*** Begin section ***
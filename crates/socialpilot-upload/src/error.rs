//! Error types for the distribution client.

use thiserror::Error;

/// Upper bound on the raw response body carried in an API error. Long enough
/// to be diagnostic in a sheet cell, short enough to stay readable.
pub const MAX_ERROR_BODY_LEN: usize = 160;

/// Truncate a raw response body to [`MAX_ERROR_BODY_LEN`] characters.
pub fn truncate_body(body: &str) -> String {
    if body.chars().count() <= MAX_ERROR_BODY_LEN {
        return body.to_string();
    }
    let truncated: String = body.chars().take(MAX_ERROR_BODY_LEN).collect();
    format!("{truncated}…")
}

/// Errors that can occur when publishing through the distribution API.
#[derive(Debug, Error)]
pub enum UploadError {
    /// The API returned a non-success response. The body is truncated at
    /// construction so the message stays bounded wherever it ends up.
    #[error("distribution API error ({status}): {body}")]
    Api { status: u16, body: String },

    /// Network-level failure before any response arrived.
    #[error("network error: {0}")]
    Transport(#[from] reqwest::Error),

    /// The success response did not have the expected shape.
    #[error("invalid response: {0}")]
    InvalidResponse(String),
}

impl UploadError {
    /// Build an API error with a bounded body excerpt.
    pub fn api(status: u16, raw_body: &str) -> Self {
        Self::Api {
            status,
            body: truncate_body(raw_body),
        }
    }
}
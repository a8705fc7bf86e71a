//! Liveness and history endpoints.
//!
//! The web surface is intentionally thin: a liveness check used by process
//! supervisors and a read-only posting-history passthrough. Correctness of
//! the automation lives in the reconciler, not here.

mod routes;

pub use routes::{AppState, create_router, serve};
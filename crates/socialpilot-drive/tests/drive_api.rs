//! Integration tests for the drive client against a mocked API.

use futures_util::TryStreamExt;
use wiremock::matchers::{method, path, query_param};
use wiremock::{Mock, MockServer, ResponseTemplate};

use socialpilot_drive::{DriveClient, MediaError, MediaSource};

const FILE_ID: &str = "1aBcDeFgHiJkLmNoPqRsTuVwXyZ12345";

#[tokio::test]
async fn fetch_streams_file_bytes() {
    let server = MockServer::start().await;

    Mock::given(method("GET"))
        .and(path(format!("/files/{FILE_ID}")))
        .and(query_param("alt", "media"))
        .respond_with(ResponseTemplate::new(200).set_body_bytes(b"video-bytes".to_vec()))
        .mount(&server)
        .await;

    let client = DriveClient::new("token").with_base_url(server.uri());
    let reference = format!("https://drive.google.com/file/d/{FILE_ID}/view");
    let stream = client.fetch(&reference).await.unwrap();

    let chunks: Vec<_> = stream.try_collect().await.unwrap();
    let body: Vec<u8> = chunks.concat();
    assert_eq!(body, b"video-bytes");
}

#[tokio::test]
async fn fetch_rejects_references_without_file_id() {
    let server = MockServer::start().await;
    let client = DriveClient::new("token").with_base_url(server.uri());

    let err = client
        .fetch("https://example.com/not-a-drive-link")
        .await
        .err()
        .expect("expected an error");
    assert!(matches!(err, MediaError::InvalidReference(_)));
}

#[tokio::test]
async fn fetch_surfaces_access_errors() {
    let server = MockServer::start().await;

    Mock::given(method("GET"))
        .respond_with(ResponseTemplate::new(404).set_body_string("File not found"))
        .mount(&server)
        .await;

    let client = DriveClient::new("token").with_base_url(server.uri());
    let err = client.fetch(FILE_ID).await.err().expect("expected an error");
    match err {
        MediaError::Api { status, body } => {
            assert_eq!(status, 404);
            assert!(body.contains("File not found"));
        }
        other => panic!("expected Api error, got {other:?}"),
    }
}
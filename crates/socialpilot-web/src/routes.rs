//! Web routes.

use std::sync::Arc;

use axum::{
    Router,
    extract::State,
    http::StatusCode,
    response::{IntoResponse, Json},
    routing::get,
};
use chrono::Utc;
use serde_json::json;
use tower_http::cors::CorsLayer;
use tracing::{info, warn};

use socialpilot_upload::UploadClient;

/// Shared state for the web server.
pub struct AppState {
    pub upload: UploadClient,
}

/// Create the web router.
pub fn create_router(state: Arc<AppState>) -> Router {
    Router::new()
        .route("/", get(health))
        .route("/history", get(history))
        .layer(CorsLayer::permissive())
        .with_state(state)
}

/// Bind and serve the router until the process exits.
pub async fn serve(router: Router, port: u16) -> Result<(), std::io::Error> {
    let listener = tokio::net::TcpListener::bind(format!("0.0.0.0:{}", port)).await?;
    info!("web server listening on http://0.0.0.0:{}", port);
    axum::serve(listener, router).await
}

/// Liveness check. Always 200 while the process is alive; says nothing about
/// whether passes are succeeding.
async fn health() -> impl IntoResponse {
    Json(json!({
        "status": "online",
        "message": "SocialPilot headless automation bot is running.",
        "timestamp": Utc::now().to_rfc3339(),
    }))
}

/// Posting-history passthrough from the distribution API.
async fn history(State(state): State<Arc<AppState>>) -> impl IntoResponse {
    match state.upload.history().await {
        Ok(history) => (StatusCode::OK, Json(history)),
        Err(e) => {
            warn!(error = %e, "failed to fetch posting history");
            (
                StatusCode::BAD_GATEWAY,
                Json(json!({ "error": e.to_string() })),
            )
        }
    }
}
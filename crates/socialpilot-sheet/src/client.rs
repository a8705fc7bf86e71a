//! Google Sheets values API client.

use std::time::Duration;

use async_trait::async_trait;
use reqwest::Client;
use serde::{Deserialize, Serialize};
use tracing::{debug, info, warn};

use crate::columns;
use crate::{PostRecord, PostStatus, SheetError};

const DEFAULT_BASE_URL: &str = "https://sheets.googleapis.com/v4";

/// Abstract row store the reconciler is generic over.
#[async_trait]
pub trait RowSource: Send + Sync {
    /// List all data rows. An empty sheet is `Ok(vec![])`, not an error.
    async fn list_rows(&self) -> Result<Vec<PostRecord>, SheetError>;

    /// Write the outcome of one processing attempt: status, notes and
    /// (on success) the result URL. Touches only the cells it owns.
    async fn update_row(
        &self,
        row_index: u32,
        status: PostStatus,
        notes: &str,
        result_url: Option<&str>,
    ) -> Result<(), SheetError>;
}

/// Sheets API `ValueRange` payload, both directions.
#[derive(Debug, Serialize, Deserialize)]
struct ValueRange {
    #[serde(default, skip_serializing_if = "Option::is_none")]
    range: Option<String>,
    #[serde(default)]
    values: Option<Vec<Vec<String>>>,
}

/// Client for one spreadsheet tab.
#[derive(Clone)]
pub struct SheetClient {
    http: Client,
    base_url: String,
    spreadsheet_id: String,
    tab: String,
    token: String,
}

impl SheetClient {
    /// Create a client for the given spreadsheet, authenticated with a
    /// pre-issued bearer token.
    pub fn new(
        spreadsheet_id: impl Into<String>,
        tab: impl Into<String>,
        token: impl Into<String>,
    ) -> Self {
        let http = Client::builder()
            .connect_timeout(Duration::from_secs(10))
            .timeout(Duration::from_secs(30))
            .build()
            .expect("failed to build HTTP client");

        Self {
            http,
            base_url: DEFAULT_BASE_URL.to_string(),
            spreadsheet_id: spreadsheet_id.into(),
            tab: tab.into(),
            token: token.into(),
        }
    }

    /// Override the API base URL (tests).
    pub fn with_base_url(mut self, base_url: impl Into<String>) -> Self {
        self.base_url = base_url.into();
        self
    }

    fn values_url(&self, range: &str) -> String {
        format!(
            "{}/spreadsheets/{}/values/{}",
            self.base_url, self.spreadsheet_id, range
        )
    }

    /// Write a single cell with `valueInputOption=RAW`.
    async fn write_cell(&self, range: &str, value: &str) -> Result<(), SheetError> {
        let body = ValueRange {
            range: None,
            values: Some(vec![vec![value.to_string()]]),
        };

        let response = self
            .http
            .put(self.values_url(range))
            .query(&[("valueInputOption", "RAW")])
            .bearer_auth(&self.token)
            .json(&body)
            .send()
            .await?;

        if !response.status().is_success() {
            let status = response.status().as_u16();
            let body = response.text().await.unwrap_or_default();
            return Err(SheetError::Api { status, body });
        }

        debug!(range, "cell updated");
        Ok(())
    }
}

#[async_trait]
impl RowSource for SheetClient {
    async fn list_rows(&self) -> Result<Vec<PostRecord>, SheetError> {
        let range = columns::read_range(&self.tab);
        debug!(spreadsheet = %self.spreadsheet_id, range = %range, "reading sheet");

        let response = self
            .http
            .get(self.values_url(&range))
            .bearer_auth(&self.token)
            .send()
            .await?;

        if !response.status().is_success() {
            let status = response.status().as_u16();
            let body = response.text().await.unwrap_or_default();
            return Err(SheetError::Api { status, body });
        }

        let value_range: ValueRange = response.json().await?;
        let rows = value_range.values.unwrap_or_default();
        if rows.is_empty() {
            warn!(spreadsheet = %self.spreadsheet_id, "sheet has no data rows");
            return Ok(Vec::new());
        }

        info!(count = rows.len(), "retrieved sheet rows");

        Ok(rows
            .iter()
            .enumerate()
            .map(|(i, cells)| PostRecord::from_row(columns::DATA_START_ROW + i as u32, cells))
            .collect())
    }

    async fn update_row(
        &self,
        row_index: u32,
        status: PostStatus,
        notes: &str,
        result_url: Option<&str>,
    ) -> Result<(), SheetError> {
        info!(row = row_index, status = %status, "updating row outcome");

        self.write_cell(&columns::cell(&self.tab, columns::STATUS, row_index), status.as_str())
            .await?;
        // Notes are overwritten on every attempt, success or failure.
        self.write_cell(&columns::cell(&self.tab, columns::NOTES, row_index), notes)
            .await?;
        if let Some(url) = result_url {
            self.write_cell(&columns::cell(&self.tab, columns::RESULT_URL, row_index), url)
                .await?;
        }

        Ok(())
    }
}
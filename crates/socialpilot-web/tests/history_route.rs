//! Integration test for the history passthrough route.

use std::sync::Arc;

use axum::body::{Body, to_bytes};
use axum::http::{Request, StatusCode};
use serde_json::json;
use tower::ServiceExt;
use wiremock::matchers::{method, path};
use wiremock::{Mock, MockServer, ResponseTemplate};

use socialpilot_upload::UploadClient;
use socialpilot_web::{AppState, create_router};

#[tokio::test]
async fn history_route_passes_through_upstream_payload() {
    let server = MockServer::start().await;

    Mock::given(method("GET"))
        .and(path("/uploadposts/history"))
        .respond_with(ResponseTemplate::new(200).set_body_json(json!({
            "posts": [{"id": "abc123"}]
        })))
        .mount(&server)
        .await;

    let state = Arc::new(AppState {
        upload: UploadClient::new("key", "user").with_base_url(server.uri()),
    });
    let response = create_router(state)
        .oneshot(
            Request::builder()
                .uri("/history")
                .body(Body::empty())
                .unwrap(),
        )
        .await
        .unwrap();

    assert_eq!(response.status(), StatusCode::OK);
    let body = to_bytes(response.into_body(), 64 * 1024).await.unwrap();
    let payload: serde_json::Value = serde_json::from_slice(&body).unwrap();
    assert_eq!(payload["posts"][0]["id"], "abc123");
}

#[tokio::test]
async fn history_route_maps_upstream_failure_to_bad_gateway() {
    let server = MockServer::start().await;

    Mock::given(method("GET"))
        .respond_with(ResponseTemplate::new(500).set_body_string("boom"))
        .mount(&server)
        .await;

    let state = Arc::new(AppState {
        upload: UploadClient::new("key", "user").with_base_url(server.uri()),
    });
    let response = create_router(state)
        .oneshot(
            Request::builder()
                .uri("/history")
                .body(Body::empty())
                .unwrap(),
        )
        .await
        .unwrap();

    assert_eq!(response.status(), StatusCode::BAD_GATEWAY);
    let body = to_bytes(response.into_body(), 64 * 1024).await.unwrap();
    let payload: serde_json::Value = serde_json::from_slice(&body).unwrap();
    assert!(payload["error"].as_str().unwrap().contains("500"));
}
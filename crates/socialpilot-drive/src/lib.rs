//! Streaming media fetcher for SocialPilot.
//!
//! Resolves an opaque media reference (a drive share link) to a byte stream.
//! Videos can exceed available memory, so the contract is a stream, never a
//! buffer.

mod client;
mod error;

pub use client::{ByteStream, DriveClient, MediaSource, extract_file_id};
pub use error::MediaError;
*** End section ***
*** Begin section ***
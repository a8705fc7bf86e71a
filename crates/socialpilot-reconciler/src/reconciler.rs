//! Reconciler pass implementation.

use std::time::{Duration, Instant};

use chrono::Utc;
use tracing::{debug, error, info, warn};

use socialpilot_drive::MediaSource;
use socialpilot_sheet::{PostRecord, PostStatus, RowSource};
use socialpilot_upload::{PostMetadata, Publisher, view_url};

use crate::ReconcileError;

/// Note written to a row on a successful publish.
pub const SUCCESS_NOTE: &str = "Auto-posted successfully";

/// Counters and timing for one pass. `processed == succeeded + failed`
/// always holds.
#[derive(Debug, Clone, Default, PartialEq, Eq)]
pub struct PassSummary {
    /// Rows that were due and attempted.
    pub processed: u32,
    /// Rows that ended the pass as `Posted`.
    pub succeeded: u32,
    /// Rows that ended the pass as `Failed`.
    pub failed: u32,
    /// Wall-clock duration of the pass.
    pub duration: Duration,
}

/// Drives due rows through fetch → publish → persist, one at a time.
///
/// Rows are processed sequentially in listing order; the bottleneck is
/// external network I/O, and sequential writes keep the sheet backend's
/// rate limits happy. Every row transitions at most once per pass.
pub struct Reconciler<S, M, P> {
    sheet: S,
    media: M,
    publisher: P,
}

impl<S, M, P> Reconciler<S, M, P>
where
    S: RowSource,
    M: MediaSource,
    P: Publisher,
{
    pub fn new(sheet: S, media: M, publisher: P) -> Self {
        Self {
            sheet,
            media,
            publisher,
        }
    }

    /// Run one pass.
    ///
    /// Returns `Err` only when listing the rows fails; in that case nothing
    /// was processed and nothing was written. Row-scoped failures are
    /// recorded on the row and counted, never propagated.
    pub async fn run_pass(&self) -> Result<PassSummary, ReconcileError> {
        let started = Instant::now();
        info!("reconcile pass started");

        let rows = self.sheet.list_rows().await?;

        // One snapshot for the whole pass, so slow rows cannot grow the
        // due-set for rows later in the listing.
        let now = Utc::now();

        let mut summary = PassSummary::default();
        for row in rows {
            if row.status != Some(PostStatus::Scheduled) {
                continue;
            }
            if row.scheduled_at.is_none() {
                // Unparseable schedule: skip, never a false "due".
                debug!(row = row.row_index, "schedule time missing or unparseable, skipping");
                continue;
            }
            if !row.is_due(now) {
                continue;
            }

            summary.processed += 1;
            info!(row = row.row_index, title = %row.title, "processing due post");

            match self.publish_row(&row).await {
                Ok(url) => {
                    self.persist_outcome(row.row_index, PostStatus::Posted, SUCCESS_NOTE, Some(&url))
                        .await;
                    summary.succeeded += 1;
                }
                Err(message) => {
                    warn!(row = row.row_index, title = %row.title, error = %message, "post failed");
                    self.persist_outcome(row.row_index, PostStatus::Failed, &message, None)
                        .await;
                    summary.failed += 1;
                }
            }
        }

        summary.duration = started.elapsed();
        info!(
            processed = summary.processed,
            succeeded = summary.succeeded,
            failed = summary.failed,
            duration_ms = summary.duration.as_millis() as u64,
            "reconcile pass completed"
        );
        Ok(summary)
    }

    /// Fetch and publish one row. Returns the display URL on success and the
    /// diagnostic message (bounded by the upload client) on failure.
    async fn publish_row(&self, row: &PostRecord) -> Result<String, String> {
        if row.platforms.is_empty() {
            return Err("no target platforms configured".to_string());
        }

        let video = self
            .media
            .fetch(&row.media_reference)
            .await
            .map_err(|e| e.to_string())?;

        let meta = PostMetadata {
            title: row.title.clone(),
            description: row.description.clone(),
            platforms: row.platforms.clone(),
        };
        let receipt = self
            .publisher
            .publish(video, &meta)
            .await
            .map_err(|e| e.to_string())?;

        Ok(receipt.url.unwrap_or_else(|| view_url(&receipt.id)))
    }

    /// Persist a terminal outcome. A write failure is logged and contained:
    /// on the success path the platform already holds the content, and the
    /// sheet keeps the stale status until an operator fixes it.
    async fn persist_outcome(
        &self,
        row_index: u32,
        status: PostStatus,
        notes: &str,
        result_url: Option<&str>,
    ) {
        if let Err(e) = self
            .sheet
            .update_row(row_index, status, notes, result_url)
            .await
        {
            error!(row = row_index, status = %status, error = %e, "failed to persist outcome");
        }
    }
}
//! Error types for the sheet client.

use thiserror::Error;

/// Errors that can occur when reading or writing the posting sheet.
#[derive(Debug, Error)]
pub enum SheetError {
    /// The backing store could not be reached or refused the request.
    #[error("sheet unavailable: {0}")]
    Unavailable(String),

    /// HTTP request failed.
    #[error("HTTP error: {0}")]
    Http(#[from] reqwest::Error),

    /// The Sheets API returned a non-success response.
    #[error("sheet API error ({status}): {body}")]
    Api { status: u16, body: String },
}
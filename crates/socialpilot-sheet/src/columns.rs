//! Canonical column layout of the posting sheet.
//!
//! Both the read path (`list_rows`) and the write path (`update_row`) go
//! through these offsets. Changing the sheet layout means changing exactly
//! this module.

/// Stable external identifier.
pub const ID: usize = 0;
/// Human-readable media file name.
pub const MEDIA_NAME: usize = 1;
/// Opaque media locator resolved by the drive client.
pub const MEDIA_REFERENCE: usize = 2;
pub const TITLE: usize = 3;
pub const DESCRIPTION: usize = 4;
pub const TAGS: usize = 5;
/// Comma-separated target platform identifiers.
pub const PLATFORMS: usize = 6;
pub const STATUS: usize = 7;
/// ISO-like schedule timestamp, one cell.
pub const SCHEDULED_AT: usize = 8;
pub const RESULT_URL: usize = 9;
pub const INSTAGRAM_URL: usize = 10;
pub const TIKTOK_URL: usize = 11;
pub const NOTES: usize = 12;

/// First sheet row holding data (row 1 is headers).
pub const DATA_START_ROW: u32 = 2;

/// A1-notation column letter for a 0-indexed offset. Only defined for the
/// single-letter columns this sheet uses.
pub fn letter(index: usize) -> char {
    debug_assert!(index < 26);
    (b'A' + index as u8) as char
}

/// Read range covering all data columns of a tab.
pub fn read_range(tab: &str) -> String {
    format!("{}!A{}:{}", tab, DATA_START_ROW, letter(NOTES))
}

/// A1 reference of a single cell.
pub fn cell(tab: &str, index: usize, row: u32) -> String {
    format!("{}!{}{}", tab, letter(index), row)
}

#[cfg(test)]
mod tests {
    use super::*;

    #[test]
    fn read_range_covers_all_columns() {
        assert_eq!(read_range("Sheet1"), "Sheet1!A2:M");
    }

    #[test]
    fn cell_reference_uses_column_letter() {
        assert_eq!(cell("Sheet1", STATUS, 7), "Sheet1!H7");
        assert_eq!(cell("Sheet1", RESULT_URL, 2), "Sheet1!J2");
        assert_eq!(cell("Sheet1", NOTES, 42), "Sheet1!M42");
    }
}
*** End section ***
Using the entries above, give back exactly the line containing "filename crates/socialpilot-upload/src/error.rs", the line containing "filename crates/socialpilot-drive/tests/drive_api.rs", and every line between them, and nothing else.

filename crates/socialpilot-upload/src/error.rs
//! Error types for the distribution client.

use thiserror::Error;

/// Upper bound on the raw response body carried in an API error. Long enough
/// to be diagnostic in a sheet cell, short enough to stay readable.
pub const MAX_ERROR_BODY_LEN: usize = 160;

/// Truncate a raw response body to [`MAX_ERROR_BODY_LEN`] characters.
pub fn truncate_body(body: &str) -> String {
    if body.chars().count() <= MAX_ERROR_BODY_LEN {
        return body.to_string();
    }
    let truncated: String = body.chars().take(MAX_ERROR_BODY_LEN).collect();
    format!("{truncated}…")
}

/// Errors that can occur when publishing through the distribution API.
#[derive(Debug, Error)]
pub enum UploadError {
    /// The API returned a non-success response. The body is truncated at
    /// construction so the message stays bounded wherever it ends up.
    #[error("distribution API error ({status}): {body}")]
    Api { status: u16, body: String },

    /// Network-level failure before any response arrived.
    #[error("network error: {0}")]
    Transport(#[from] reqwest::Error),

    /// The success response did not have the expected shape.
    #[error("invalid response: {0}")]
    InvalidResponse(String),
}

impl UploadError {
    /// Build an API error with a bounded body excerpt.
    pub fn api(status: u16, raw_body: &str) -> Self {
        Self::Api {
            status,
            body: truncate_body(raw_body),
        }
    }
}
repository a8705fc7bf86e71a
//! Liveness and history endpoints.
//!
//! The web surface is intentionally thin: a liveness check used by process
//! supervisors and a read-only posting-history passthrough. Correctness of
//! the automation lives in the reconciler, not here.

mod routes;

pub use routes::{AppState, create_router, serve};
filename crates/socialpilot-drive/tests/drive_api.rs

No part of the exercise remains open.